Entities that already are registered as broker-dealers may have to request permission from FINRA to amend their membership agreements to permit them to engage in dealer activity. This may entail drafting new compliance procedures and increased net capital requirements.

The SEC is proposing to provide these market participants a one-year compliance period from the effective date of any final rules.

Potential Consequences Affecting Private Investment Funds

The proposed new rules present various considerations for investment funds and their advisers. It is unclear, for example, whether a private fund, its adviser, or both would be required to register as broker-dealers. It is likely the SEC would require the adviser to register, although the basis for this possible position is unclear. If a private investment fund is required to register with the SEC as a broker-dealer, then the investment fund would need to subject a sufficient portion of its assets to the one-year capital withdrawal restriction described above. Likewise, the investment fund would need to adapt its structure to adequately address various other supervisory, financial disclosure and tax considerations associated with broker-dealer registration. Similarly, to the extent that an investment adviser is required to register as a broker-dealer, the adviser would need to maintain adequate net capital within the adviser entity in accordance with SEC rules.

If the proposed new rules require both the private fund and its adviser to register as broker-dealers, the result would be duplicative registrations.

Potential Consequences Affecting Cryptoassets

Although cryptoasset trading platforms that typically interact with counterparties on a principal basis are nowhere referenced in the SEC's proposal, it appears possible that the SEC could claim its new rules, if adopted, apply to all platforms, both so-called centralized finance (CeFi) platforms, and automated market makers in decentralized finance (DeFi) that make markets in cryptoassets that the SEC believes are securities. It is also possible that that the SEC might regard liquidity providers to such entities as also being in scope.

The SEC's Stated Rationale

The intended effect of these expanded definitions is to require certain active market participants that currently meet the registration exclusion because the entity buys or sells securities or government securities for its own account, but not as a part of a regular business, to become registered and subject to SEC and regulatory oversight.

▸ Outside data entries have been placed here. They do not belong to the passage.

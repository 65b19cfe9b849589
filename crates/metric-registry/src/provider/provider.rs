//! Registered metric provider.

use std::collections::{BTreeSet, HashSet};
use std::fmt;
use std::sync::Arc;
use std::time::Duration;

use chrono::{DateTime, Utc};
use serde::Serialize;

use super::capabilities::RateLimit;
use super::health::{HealthSnapshot, ProviderHealth};
use super::traits::MetricLoader;
use crate::errors::MetricError;
use crate::models::{MetricValue, Params, ProviderName};

/// A prioritized, health-tracked source for a set of metrics.
///
/// Health is the only mutable part of a provider and is only changed through
/// [`record_success`](Self::record_success),
/// [`record_failure`](Self::record_failure) and
/// [`reset_health`](Self::reset_health).
pub struct Provider {
    name: ProviderName,
    priority: u32,
    available_metrics: HashSet<String>,
    requires_credential: bool,
    loader: Arc<dyn MetricLoader>,
    health: ProviderHealth,
    rate_limit: Option<RateLimit>,
}

impl Provider {
    /// Lower `priority` is preferred.
    pub fn new(
        name: impl Into<ProviderName>,
        priority: u32,
        loader: Arc<dyn MetricLoader>,
    ) -> Self {
        Self {
            name: name.into(),
            priority,
            available_metrics: HashSet::new(),
            requires_credential: false,
            loader,
            health: ProviderHealth::new(),
            rate_limit: None,
        }
    }

    pub fn with_metrics<I, S>(mut self, metrics: I) -> Self
    where
        I: IntoIterator<Item = S>,
        S: Into<String>,
    {
        self.available_metrics
            .extend(metrics.into_iter().map(Into::into));
        self
    }

    pub fn requires_credential(mut self, requires: bool) -> Self {
        self.requires_credential = requires;
        self
    }

    pub fn with_rate_limit(mut self, limit: RateLimit) -> Self {
        self.rate_limit = Some(limit);
        self
    }

    /// Replace the health tracker with the registry's policy.
    pub(crate) fn with_health_policy(
        mut self,
        failure_threshold: u32,
        recovery_timeout: Option<Duration>,
    ) -> Self {
        self.health = ProviderHealth::with_policy(failure_threshold, recovery_timeout);
        self
    }

    pub fn name(&self) -> &str {
        &self.name
    }

    pub fn priority(&self) -> u32 {
        self.priority
    }

    pub fn available_metrics(&self) -> &HashSet<String> {
        &self.available_metrics
    }

    pub fn needs_credential(&self) -> bool {
        self.requires_credential
    }

    pub fn rate_limit(&self) -> Option<&RateLimit> {
        self.rate_limit.as_ref()
    }

    /// True iff the provider advertises `metric` and is currently selectable.
    pub fn can_provide(&self, metric: &str) -> bool {
        self.advertises(metric) && self.health.is_selectable()
    }

    pub fn advertises(&self, metric: &str) -> bool {
        self.available_metrics.contains(metric)
    }

    /// Selection order key: `(priority, failure_count)`, lowest first.
    pub fn selection_key(&self) -> (u32, u32) {
        (self.priority, self.health.failure_count())
    }

    /// Invoke the loader. Health is not touched here.
    pub async fn fetch(
        &self,
        metric: &str,
        asset: &str,
        options: &Params,
    ) -> Result<MetricValue, MetricError> {
        self.loader.fetch(metric, asset, options).await
    }

    pub fn record_success(&self) {
        self.health.record_success(&self.name);
    }

    pub fn record_failure(&self) {
        self.health.record_failure(&self.name);
    }

    pub fn reset_health(&self) {
        self.health.reset(&self.name);
    }

    pub fn is_healthy(&self) -> bool {
        self.health.is_healthy()
    }

    pub fn failure_count(&self) -> u32 {
        self.health.failure_count()
    }

    pub fn health(&self) -> HealthSnapshot {
        self.health.snapshot()
    }

    pub fn status(&self) -> ProviderStatus {
        let health = self.health.snapshot();
        ProviderStatus {
            priority: self.priority,
            healthy: health.is_healthy(),
            failure_count: health.failure_count,
            last_success: health.last_success,
            available_metrics: self.available_metrics.iter().cloned().collect(),
            requires_credential: self.requires_credential,
            rate_limited: self.rate_limit.is_some(),
        }
    }
}

impl fmt::Debug for Provider {
    fn fmt(&self, f: &mut fmt::Formatter<'_>) -> fmt::Result {
        f.debug_struct("Provider")
            .field("name", &self.name)
            .field("priority", &self.priority)
            .field("available_metrics", &self.available_metrics)
            .field("requires_credential", &self.requires_credential)
            .field("health", &self.health.snapshot())
            .field("rate_limit", &self.rate_limit)
            .finish()
    }
}

/// Introspection record returned by `get_provider_status`.
#[derive(Clone, Debug, PartialEq, Serialize)]
pub struct ProviderStatus {
    pub priority: u32,
    pub healthy: bool,
    pub failure_count: u32,
    pub last_success: Option<DateTime<Utc>>,
    pub available_metrics: BTreeSet<String>,
    pub requires_credential: bool,
    pub rate_limited: bool,
}
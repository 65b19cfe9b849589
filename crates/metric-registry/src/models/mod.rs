//! Metric registry models
//!
//! This module contains the core data types shared by the cache, provider and
//! registry layers:
//! - `types` - Type aliases for payloads, parameters and provider names
//! - `request` - The `(metric, asset)` unit of work (MetricRequest)
//! - `batch` - Batch outcomes and options (BatchResult, MetricOutcome, BatchOptions)
//! - `analysis` - Comprehensive multi-metric analysis record

mod analysis;
mod batch;
mod request;
mod types;

pub use analysis::{AnalysisSection, ComprehensiveAnalysis};
pub use batch::{BatchOptions, BatchResult, MetricOutcome};
pub use request::MetricRequest;
pub use types::{is_empty_value, MetricValue, Params, ProviderName};
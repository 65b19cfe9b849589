//! Ready-made [`MetricLoader`] adapters.

use std::collections::HashMap;
use std::future::Future;
use std::marker::PhantomData;

use async_trait::async_trait;

use super::traits::MetricLoader;
use crate::errors::MetricError;
use crate::models::{MetricValue, Params};

/// Wraps an async closure as a loader.
///
/// ```ignore
/// let loader = FnLoader::new(|metric, asset, _options| async move {
///     fetch_from_somewhere(&metric, &asset).await
/// });
/// ```
pub struct FnLoader<F, Fut> {
    func: F,
    _future: PhantomData<fn() -> Fut>,
}

impl<F, Fut> FnLoader<F, Fut>
where
    F: Fn(String, String, Params) -> Fut + Send + Sync,
    Fut: Future<Output = Result<MetricValue, MetricError>> + Send,
{
    pub fn new(func: F) -> Self {
        Self {
            func,
            _future: PhantomData,
        }
    }
}

#[async_trait]
impl<F, Fut> MetricLoader for FnLoader<F, Fut>
where
    F: Fn(String, String, Params) -> Fut + Send + Sync,
    Fut: Future<Output = Result<MetricValue, MetricError>> + Send,
{
    async fn fetch(
        &self,
        metric: &str,
        asset: &str,
        options: &Params,
    ) -> Result<MetricValue, MetricError> {
        (self.func)(metric.to_string(), asset.to_string(), options.clone()).await
    }
}

/// Serves fixed values per metric, regardless of asset.
///
/// Useful as a last-resort fallback provider and in tests.
#[derive(Clone, Debug, Default)]
pub struct StaticLoader {
    name: String,
    values: HashMap<String, MetricValue>,
}

impl StaticLoader {
    pub fn new(name: impl Into<String>) -> Self {
        Self {
            name: name.into(),
            values: HashMap::new(),
        }
    }

    pub fn with_value(mut self, metric: impl Into<String>, value: MetricValue) -> Self {
        self.values.insert(metric.into(), value);
        self
    }

    /// Metrics this loader has a value for.
    pub fn metrics(&self) -> impl Iterator<Item = &str> {
        self.values.keys().map(String::as_str)
    }
}

#[async_trait]
impl MetricLoader for StaticLoader {
    async fn fetch(
        &self,
        metric: &str,
        _asset: &str,
        _options: &Params,
    ) -> Result<MetricValue, MetricError> {
        self.values
            .get(metric)
            .cloned()
            .ok_or_else(|| MetricError::provider(&self.name, format!("no value for '{}'", metric)))
    }
}

#[cfg(test)]
mod tests {
    use super::*;
    use serde_json::json;

    #[tokio::test]
    async fn test_fn_loader_passes_arguments() {
        let loader = FnLoader::new(|metric, asset, _options| async move {
            Ok(json!(format!("{}:{}", metric, asset)))
        });

        let value = loader.fetch("price", "BTC", &Params::new()).await.unwrap();
        assert_eq!(value, json!("price:BTC"));
    }

    #[tokio::test]
    async fn test_fn_loader_propagates_errors() {
        let loader = FnLoader::new(|_metric, _asset, _options| async move {
            Err(MetricError::provider("Custom", "rate limited"))
        });

        let err = loader.fetch("price", "BTC", &Params::new()).await.unwrap_err();
        assert!(matches!(err, MetricError::ProviderFailed { .. }));
    }

    #[tokio::test]
    async fn test_static_loader() {
        let loader = StaticLoader::new("MockProvider")
            .with_value("hash_rate", json!("245.7 TH/s"))
            .with_value("active_addresses", json!(1_000_000));

        assert_eq!(
            loader.fetch("hash_rate", "BTC", &Params::new()).await.unwrap(),
            json!("245.7 TH/s")
        );
        assert!(loader.fetch("price", "BTC", &Params::new()).await.is_err());
        assert_eq!(loader.metrics().count(), 2);
    }
}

The SEC cited studies that found that unregistered market participants accounted for the majority of trading in the electronic interdealer US Treasury market and major trading platforms.

The SEC identified what it believed to be a regulatory gap in terms of the registration status and regulation of market participants. Certain market participants that are not registered as broker-dealers because they currently fall under the exclusion, play an increasingly significant role as major liquidity providers across asset classes in the US securities markets, including the US Treasury market. According to the SEC, the distinction between these unregulated market participants and regulated dealers are, in effect, less meaningful than the importance that significant market participants providing liquidity to the markets comply with the panoply of regulatory oversight rules.

The SEC also noted that some market commentators and regulators believe that the rise of unregulated high volume market participants combined with the rise of electronic trading may be a contributing factor in more frequent market disruptions. The SEC proposes to expand the "dealer" and "government securities dealer" definitions to close the perceived regulatory gap because of the increasingly central role of these market participants as liquidity providers.

In support of the new proposal, SEC Chair Gensler stated, "I believe it reflects Congress's statutory intent that firms engaging in important liquidity-providing roles in the securities markets, including in the US Treasury market, be registered with the Commission. Further, requiring all firms that regularly make markets, or otherwise perform important liquidity-providing roles, to register as dealers or government securities dealers also could help level the playing field among firms and enhance the resiliency of our markets."17

Comment Period

The proposal will be published on SEC.gov and in the Federal Register. The public comment period will remain open for 60 days following publication of the proposing release on the SEC's website or 30 days following publication of the proposing release in the Federal Register, whichever period is longer.


1 Section 3(a)(5)(B) of the Exchange Act.

2 Section 3(a)(5)(A) of the Exchange Act.

3 Section 3(a)(44) of the Exchange Act.

4 Definition of Terms in and Specific Exemptions for Banks, Savings Associations, and Savings Banks Under Sections 3(a)(4) and 3(a)(5) of the Securities Exchange Act of 1934, Exchange Act Release No. 47,364, 68 Fed. Reg. 8686 (Feb. 24, 2003) (quoting OTC Derivatives Dealers, Exchange Act Release No. 40,594, 63 Fed. Reg. 59362 (Nov. 3, 1998)).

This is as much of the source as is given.